Categories: ADMINISTRATION OF REMEDIES.
Sources: An Epitome Of Homeopathic Healing Art

One important matter in all cases of habitual piles, is, to keep the

bowels regular. Much can be done for this purpose by diet and regimen.

On rising from bed in the morning drink freely, from a gill to half a

pint of cold water, at least half an hour before breakfast; use such

diet as is easily digested, and drink no alcoholic beverages. To relieve

the bowels when costive, take a dose of _Nux Vomica_ at night, and

_Po
ophyllin_ in the morning.

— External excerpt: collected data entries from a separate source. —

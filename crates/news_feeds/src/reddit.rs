//! # Reddit search
//!
//! Thin client over Reddit's public `search.json` listing. Only the fields the
//! discussion digest needs are kept.

use std::{future::Future, time::Duration};

use anyhow::Context;
use serde::Deserialize;
use url::Url;

use crate::{truncate_chars, Thread};

/// A source of community discussion threads that can be searched by topic.
pub trait ThreadSource {
    fn search(&self, query: &str) -> impl Future<Output = anyhow::Result<Vec<Thread>>> + Send;
}

impl<T: ThreadSource + Send + Sync> ThreadSource for &T {
    async fn search(&self, query: &str) -> anyhow::Result<Vec<Thread>> {
        (**self).search(query).await
    }
}

#[derive(Debug, Clone)]
pub struct RedditClient {
    client: reqwest::Client,
    base_url: String,
    limit: usize,
}

#[derive(Debug, Deserialize)]
struct Listing {
    data: ListingData,
}

#[derive(Debug, Deserialize)]
struct ListingData {
    #[serde(default)]
    children: Vec<ListingChild>,
}

#[derive(Debug, Deserialize)]
struct ListingChild {
    data: Post,
}

#[derive(Debug, Deserialize)]
struct Post {
    title: String,
    #[serde(default)]
    subreddit: String,
    #[serde(default)]
    selftext: String,
    #[serde(default)]
    score: i64,
    #[serde(default)]
    num_comments: u64,
    #[serde(default)]
    over_18: bool,
}

impl From<Post> for Thread {
    fn from(post: Post) -> Self {
        Thread {
            title: post.title,
            subreddit: post.subreddit,
            selftext: truncate_chars(post.selftext.trim(), Thread::SELFTEXT_MAX_CHARS),
            score: post.score,
            num_comments: post.num_comments,
        }
    }
}

impl RedditClient {
    pub const BASE_URL: &str = "https://www.reddit.com";
    pub const DEFAULT_LIMIT: usize = 10;
    const TIMEOUT: Duration = Duration::from_secs(30);

    pub fn new() -> anyhow::Result<Self> {
        // Reddit rejects requests without a descriptive user agent
        let client = reqwest::Client::builder()
            .timeout(Self::TIMEOUT)
            .user_agent(concat!(
                "news-ninja/",
                env!("CARGO_PKG_VERSION"),
                " (topic digest bot)"
            ))
            .build()
            .context("Failed to build reddit HTTP client")?;

        Ok(RedditClient {
            client,
            base_url: Self::BASE_URL.into(),
            limit: Self::DEFAULT_LIMIT,
        })
    }

    pub fn with_base_url(mut self, url: impl Into<String>) -> Self {
        self.base_url = url.into();
        self
    }

    pub fn with_limit(mut self, limit: usize) -> Self {
        self.limit = limit;
        self
    }

    pub fn search_url(&self, query: &str) -> anyhow::Result<Url> {
        let endpoint = format!("{}/search.json", self.base_url.trim_end_matches('/'));
        let limit = self.limit.to_string();
        Url::parse_with_params(
            &endpoint,
            &[
                ("q", query),
                ("sort", "relevance"),
                ("t", "week"),
                ("limit", limit.as_str()),
            ],
        )
        .with_context(|| format!("Invalid reddit URL: {endpoint}"))
    }
}

impl ThreadSource for RedditClient {
    #[tracing::instrument(skip(self))]
    async fn search(&self, query: &str) -> anyhow::Result<Vec<Thread>> {
        let url = self.search_url(query)?;

        let listing = self
            .client
            .get(url)
            .send()
            .await
            .inspect_err(|e| tracing::error!(error = %e, "Failed to make http request"))
            .context("Failed to request reddit search")?
            .error_for_status()
            .context("Reddit search returned an error status")?
            .json::<Listing>()
            .await
            .context("Failed to decode reddit search listing")?;

        let threads = listing
            .data
            .children
            .into_iter()
            .map(|child| child.data)
            .filter(|post| !post.over_18)
            .take(self.limit)
            .map(Thread::from)
            .collect::<Vec<_>>();

        tracing::debug!(count = threads.len(), "Fetched reddit threads");
        Ok(threads)
    }
}
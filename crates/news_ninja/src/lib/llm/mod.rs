pub mod openai;

use std::{fmt, future::Future};

/// A single chat-style completion request.
#[derive(Debug, Clone, PartialEq)]
pub struct Prompt {
    pub system: String,
    pub user: String,
    pub temperature: f32,
    pub max_tokens: u32,
}

impl Prompt {
    /// Headlines block to a terse, speech-ready digest for one topic
    pub fn news_editor(headlines: impl Into<String>) -> Self {
        Prompt {
            system: include_str!("./prompts/news_editor.txt").trim().into(),
            user: headlines.into(),
            temperature: 0.4,
            max_tokens: 1000,
        }
    }

    /// Discussion threads to a spoken-style digest of community sentiment
    pub fn discussion_analyst(threads: impl Into<String>) -> Self {
        Prompt {
            system: include_str!("./prompts/discussion_analyst.txt").trim().into(),
            user: threads.into(),
            temperature: 0.4,
            max_tokens: 1000,
        }
    }

    /// Merged topic blocks to one broadcast script covering every topic
    pub fn broadcast_anchor(topic_blocks: impl AsRef<str>) -> Self {
        Prompt {
            system: include_str!("./prompts/broadcast_anchor.txt").trim().into(),
            user: format!("Create broadcast:\n\n{}", topic_blocks.as_ref()),
            temperature: 0.3,
            max_tokens: 4000,
        }
    }
}

/// An opaque language-model service.
pub trait LanguageModel {
    type Error: fmt::Debug + fmt::Display + Send + Sync + 'static;

    fn model_name(&self) -> &str;

    fn complete(&self, prompt: Prompt) -> impl Future<Output = Result<String, Self::Error>> + Send;
}

impl<T: LanguageModel + Send + Sync> LanguageModel for &T {
    type Error = T::Error;

    fn model_name(&self) -> &str {
        (**self).model_name()
    }

    async fn complete(&self, prompt: Prompt) -> Result<String, Self::Error> {
        (**self).complete(prompt).await
    }
}
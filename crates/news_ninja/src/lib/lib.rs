mod aggregator;
pub mod blocking;
mod composer;
mod discussion;
mod error;
mod limiter;
mod llm;
mod merger;
mod processor;
mod renderer;
mod retry;
pub mod server;
pub mod tracing;
pub mod tts;
pub mod types;

pub use aggregator::NewsAggregator;
pub use composer::{compose_broadcast, NO_INFORMATION};
pub use discussion::{DiscussionSource, NoDiscussion, RedditDiscussion};
pub use error::Error;
pub use limiter::RateLimiter;
pub use llm::{openai, LanguageModel, Prompt};
pub use merger::{merge_sources, MergedContext, TopicBlock};
pub use processor::{builder::BroadcasterBuilder, Broadcast, Broadcaster};
pub use renderer::{AudioArtifact, AudioRenderer};
pub use retry::RetryPolicy;
pub use tts::SpeechSynthesizer;
pub use types::{BroadcastRequest, SourceBundle, SourceType, Topic, TopicDigest};

pub use news_feeds::{Article, FeedSource, GoogleNewsFeed, RedditClient, Thread, ThreadSource};
use std::{fmt::Display, future::Future, time::Duration};

use backoff::{backoff::Backoff, ExponentialBackoff};

/// Bounded exponential-backoff retry.
///
/// The wait after failed attempt `k` is `multiplier * 2^(k-1)`, clamped to
/// `[min_delay, max_delay]`.
#[derive(Debug, Clone, PartialEq)]
pub struct RetryPolicy {
    max_attempts: u32,
    multiplier: Duration,
    min_delay: Duration,
    max_delay: Duration,
}

impl Default for RetryPolicy {
    /// Three attempts, multiplier 1s, waits clamped to 2s..=10s
    fn default() -> Self {
        RetryPolicy {
            max_attempts: 3,
            multiplier: Duration::from_secs(1),
            min_delay: Duration::from_secs(2),
            max_delay: Duration::from_secs(10),
        }
    }
}

impl RetryPolicy {
    pub fn new(max_attempts: u32, min_delay: Duration, max_delay: Duration) -> Self {
        RetryPolicy {
            max_attempts: max_attempts.max(1),
            min_delay,
            max_delay: max_delay.max(min_delay),
            ..Default::default()
        }
    }

    /// A policy that runs the operation once
    pub fn no_retry() -> Self {
        Self::new(1, Duration::ZERO, Duration::ZERO)
    }

    pub fn max_attempts(&self) -> u32 {
        self.max_attempts
    }

    pub fn with_multiplier(mut self, multiplier: Duration) -> Self {
        self.multiplier = multiplier;
        self
    }

    fn backoff(&self) -> ExponentialBackoff {
        ExponentialBackoff {
            current_interval: self.multiplier,
            initial_interval: self.multiplier,
            randomization_factor: 0.0,
            multiplier: 2.0,
            max_interval: self.max_delay,
            max_elapsed_time: None,
            ..Default::default()
        }
    }

    fn next_delay(&self, backoff: &mut ExponentialBackoff) -> Duration {
        backoff
            .next_backoff()
            .unwrap_or(self.max_delay)
            .clamp(self.min_delay, self.max_delay)
    }

    /// The waits taken between attempts when every attempt fails
    pub fn delays(&self) -> Vec<Duration> {
        let mut backoff = self.backoff();
        (1..self.max_attempts)
            .map(|_| self.next_delay(&mut backoff))
            .collect()
    }

    /// Runs `operation` until it succeeds or attempts run out, suspending the
    /// current task between attempts. The last failure is returned unchanged.
    pub async fn retry<T, E, F, Fut>(&self, mut operation: F) -> Result<T, E>
    where
        F: FnMut() -> Fut,
        Fut: Future<Output = Result<T, E>>,
        E: Display,
    {
        let mut backoff = self.backoff();
        let mut attempt = 1;

        loop {
            match operation().await {
                Ok(value) => return Ok(value),
                Err(e) if attempt < self.max_attempts => {
                    let delay = self.next_delay(&mut backoff);
                    tracing::warn!(attempt, error = %e, ?delay, "Attempt failed, retrying");
                    tokio::time::sleep(delay).await;
                    attempt += 1;
                }
                Err(e) => {
                    tracing::error!(attempts = attempt, error = %e, "Retries exhausted");
                    return Err(e);
                }
            }
        }
    }
}

#[cfg(test)]
mod tests {
    use std::sync::atomic::{AtomicU32, Ordering};

    use super::*;

    #[test]
    fn test_default_delays_start_at_floor() {
        let secs = RetryPolicy::default()
            .delays()
            .iter()
            .map(Duration::as_secs)
            .collect::<Vec<_>>();
        assert_eq!(secs, [2, 2]);
    }

    #[test]
    fn test_delays_are_capped_at_ceiling() {
        let policy = RetryPolicy::new(6, Duration::from_secs(2), Duration::from_secs(10));
        let secs = policy
            .delays()
            .iter()
            .map(Duration::as_secs)
            .collect::<Vec<_>>();
        assert_eq!(secs, [2, 2, 4, 8, 10]);
    }

    #[tokio::test(start_paused = true)]
    async fn test_succeeds_on_third_attempt() {
        let counter = AtomicU32::new(0);
        let calls = &counter;
        let start = tokio::time::Instant::now();

        let result = RetryPolicy::default()
            .retry(move || async move {
                let n = calls.fetch_add(1, Ordering::SeqCst) + 1;
                if n < 3 {
                    Err(format!("failure {n}"))
                } else {
                    Ok("digest")
                }
            })
            .await;

        assert_eq!(result, Ok("digest"));
        assert_eq!(calls.load(Ordering::SeqCst), 3);
        let waited = start.elapsed();
        assert!(waited >= Duration::from_secs(4) && waited < Duration::from_secs(6));
    }

    #[tokio::test(start_paused = true)]
    async fn test_returns_last_failure_when_exhausted() {
        let counter = AtomicU32::new(0);
        let calls = &counter;

        let result: Result<(), String> = RetryPolicy::default()
            .retry(move || async move {
                let n = calls.fetch_add(1, Ordering::SeqCst) + 1;
                Err(format!("failure {n}"))
            })
            .await;

        assert_eq!(result, Err("failure 3".to_string()));
        assert_eq!(calls.load(Ordering::SeqCst), 3);
    }

    #[test]
    fn test_multiplier_scales_waits_before_clamping() {
        let policy = RetryPolicy::new(5, Duration::from_secs(1), Duration::from_secs(30))
            .with_multiplier(Duration::from_secs(3));
        let secs = policy
            .delays()
            .iter()
            .map(Duration::as_secs)
            .collect::<Vec<_>>();
        assert_eq!(secs, [3, 6, 12, 24]);
    }

    #[tokio::test(start_paused = true)]
    async fn test_no_retry_runs_once() {
        let counter = AtomicU32::new(0);
        let calls = &counter;

        let result: Result<(), &str> = RetryPolicy::no_retry()
            .retry(move || async move {
                calls.fetch_add(1, Ordering::SeqCst);
                Err("boom")
            })
            .await;

        assert_eq!(result, Err("boom"));
        assert_eq!(calls.load(Ordering::SeqCst), 1);
    }
}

This may be repeated from day to day until

the proper effect is produced.



To relieve from a severe attack of Piles, use _Bell._ and _Podophyllin_

in alternation every four hours, and apply to the tumors when inflamed,

cloths wrung out of hot water, or sit in hot water for a time.



A poultice made of fine-cut _Tobacco_ wet in hot water and crowded

firmly up against the pile-tumors, secured by a T bandage, will relieve

the most desperate cases for the time, and is attended with no danger or

disagreeable symptoms except in rare cases, when it produces sickness at

the stomach, which soon subsides on the poultice being removed. _Oil of

Arnica_ is an excellent application for inflamed Piles.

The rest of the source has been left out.